WHAT YOU NEED TO DO: Beginning at the top of the listing, repeat each line exactly until the line with "of an object." has been repeated too.

EXERCISE MATERIALS:

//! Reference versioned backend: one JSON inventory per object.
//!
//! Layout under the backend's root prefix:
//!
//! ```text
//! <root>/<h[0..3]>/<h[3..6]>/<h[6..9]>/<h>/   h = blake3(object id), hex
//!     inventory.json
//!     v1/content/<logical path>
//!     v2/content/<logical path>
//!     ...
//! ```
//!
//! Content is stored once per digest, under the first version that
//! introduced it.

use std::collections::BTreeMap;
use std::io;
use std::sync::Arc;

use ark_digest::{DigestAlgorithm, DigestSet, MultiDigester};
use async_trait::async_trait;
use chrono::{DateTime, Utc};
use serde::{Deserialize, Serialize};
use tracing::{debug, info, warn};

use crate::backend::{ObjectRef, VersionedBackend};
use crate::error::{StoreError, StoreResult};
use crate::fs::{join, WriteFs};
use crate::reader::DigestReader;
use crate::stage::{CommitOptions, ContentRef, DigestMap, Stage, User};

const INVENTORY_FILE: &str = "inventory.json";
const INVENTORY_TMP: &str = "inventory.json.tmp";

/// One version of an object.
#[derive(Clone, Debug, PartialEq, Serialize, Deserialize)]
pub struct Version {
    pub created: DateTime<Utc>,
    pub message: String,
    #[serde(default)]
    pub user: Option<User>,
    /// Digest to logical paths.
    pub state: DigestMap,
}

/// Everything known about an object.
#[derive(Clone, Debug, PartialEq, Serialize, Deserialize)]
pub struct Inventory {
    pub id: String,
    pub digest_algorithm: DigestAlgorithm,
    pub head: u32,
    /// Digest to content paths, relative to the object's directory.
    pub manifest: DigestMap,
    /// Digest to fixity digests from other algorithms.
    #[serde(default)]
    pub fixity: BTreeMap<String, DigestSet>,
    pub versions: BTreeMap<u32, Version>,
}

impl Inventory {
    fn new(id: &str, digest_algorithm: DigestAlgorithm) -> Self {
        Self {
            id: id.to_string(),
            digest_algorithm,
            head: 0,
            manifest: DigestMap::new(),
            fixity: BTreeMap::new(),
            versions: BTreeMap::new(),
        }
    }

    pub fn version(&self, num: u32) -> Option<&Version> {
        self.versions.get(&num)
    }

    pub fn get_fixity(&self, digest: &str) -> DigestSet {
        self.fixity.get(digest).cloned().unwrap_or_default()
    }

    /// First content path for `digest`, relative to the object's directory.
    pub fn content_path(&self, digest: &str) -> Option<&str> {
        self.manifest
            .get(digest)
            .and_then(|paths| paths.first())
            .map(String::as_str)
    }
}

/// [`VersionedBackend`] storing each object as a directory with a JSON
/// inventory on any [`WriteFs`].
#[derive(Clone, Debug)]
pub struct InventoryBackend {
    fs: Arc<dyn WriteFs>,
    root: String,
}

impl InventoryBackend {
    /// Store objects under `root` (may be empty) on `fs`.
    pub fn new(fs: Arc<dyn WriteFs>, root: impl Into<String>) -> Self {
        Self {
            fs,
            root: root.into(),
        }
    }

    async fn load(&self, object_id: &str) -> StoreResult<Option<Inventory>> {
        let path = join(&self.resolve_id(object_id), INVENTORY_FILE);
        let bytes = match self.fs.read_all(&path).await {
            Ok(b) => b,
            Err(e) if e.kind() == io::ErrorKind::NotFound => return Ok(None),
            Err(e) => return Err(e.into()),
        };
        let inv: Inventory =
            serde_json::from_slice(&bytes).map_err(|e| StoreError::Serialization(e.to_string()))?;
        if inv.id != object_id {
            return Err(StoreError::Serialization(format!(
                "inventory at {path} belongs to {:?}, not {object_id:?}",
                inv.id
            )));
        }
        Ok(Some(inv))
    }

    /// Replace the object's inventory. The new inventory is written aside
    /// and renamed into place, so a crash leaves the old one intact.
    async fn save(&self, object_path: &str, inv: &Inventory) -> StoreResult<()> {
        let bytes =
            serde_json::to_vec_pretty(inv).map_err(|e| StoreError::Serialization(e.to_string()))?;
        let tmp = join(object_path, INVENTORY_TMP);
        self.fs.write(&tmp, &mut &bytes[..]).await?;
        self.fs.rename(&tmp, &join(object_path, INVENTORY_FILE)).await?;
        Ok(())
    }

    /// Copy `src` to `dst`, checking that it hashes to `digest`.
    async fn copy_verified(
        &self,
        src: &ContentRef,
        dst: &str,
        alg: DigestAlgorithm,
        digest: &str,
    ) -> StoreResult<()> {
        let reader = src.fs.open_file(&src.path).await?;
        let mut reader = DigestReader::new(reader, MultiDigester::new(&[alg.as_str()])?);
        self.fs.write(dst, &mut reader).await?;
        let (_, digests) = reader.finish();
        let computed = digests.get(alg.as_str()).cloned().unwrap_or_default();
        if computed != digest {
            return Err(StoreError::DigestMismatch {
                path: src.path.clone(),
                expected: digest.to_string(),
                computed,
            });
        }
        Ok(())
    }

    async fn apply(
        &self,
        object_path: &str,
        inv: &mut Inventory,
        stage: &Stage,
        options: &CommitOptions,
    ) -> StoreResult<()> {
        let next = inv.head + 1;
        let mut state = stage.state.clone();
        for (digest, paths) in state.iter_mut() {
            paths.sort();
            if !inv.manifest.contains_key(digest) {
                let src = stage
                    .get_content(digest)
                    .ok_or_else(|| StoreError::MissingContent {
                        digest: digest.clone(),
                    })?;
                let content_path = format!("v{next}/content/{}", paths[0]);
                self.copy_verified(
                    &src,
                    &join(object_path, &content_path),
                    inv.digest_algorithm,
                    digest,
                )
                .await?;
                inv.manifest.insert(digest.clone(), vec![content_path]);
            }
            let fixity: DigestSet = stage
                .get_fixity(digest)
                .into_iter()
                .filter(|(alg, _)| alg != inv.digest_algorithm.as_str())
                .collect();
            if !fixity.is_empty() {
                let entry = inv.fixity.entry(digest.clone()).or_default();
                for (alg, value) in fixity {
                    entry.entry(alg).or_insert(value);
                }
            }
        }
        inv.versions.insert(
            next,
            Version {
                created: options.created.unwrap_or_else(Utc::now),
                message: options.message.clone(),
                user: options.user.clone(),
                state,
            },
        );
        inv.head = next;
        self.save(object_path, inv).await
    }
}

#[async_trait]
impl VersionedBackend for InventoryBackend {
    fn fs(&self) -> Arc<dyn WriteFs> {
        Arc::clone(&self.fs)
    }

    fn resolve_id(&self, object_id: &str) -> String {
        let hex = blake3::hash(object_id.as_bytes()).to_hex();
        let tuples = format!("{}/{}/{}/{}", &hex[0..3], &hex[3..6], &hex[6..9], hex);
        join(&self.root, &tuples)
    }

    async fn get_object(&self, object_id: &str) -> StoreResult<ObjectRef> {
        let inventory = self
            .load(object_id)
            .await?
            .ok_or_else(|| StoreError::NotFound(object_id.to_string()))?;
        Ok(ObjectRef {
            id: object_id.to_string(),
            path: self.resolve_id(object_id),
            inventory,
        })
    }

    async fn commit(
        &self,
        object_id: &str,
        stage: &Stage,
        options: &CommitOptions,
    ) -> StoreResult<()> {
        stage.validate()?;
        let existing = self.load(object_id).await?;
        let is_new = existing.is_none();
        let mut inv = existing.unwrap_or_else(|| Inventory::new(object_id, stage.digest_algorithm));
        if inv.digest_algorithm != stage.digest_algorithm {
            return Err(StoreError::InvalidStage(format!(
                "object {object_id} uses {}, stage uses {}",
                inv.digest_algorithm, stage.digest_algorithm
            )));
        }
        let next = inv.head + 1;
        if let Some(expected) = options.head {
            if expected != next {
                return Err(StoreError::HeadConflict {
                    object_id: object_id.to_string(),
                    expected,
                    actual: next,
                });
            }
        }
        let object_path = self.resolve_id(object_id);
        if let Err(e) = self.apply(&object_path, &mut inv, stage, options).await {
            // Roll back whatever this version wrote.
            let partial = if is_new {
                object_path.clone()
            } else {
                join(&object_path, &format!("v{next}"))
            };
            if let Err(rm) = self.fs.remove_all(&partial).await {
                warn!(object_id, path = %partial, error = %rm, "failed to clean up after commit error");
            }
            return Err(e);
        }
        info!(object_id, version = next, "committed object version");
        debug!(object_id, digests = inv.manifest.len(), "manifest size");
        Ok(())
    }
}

THE COMPLETED TASK:
//! Reference versioned backend: one JSON inventory per object.
//!
//! Layout under the backend's root prefix:
//!
//! ```text
//! <root>/<h[0..3]>/<h[3..6]>/<h[6..9]>/<h>/   h = blake3(object id), hex
//!     inventory.json
//!     v1/content/<logical path>
//!     v2/content/<logical path>
//!     ...
//! ```
//!
//! Content is stored once per digest, under the first version that
//! introduced it.

use std::collections::BTreeMap;
use std::io;
use std::sync::Arc;

use ark_digest::{DigestAlgorithm, DigestSet, MultiDigester};
use async_trait::async_trait;
use chrono::{DateTime, Utc};
use serde::{Deserialize, Serialize};
use tracing::{debug, info, warn};

use crate::backend::{ObjectRef, VersionedBackend};
use crate::error::{StoreError, StoreResult};
use crate::fs::{join, WriteFs};
use crate::reader::DigestReader;
use crate::stage::{CommitOptions, ContentRef, DigestMap, Stage, User};

const INVENTORY_FILE: &str = "inventory.json";
const INVENTORY_TMP: &str = "inventory.json.tmp";

/// One version of an object.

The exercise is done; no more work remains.